About $60 million would go to the Local Roads Assistance Program, which pays for maintenance of county highways.
"It's lagged behind. It's desperately needed,'' Sen. George Hooks, D-Americus said of LARP, a program created decades ago but seldom funded at the level originally intended.
Doctors and hospitals, too, will have less to argue about during the upcoming legislative review of the governor's
"We're delighted that there were no additional cuts,'' said Jimmy Lewis of HomeTown Health Care, which represents rural hospitals across the state. "We're pleased with what we see.''
Nursing homes would fare even better. Hit hard by reimbursement-rate cuts in recent years, they're due for a $20 million increase in reimbursements next year.

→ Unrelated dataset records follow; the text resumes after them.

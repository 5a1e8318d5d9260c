use std::process::ExitCode;

/// Errors that cause checkpost to exit with a specific code.
#[derive(Debug, thiserror::Error)]
pub enum ExitError {
    #[error("config error: {0}")]
    Config(String),

    #[error("storage error: {0}")]
    Storage(String),

    #[error("transport error: {0}")]
    Transport(String),

    #[error("{0}")]
    Other(String),
}

impl ExitError {
    pub fn exit_code(&self) -> ExitCode {
        match self {
            ExitError::Config(_) => ExitCode::from(2),
            ExitError::Storage(_) => ExitCode::from(3),
            ExitError::Transport(_) => ExitCode::from(4),
            ExitError::Other(_) => ExitCode::from(1),
        }
    }
}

But those steps are predicated on almost $500 million in savings anticipated from the upcoming conversion of Medicaid to managed care, a new disease management program for aged, blind and disabled Medicaid recipients and steps the state is taking to make sure only eligible patients receive benefits.
"If we get (the savings), fine,'' Essig said. "If we don't, we have a hole.''
Harbin said he is confident that the Legislature's budget committees will figure out how to achieve those savings without compromising patient care.
"We don't want to do something that limits access,'' he said. "But we have to find a way to keep costs down.''
Harbin conceded that the state's reserves won't be as healthy as he would like next year. He said the needs of a growing state won't allow for building the reserves back to where they once were in a year or two.
"With the economy picking up, we'll get there eventually,'' he said.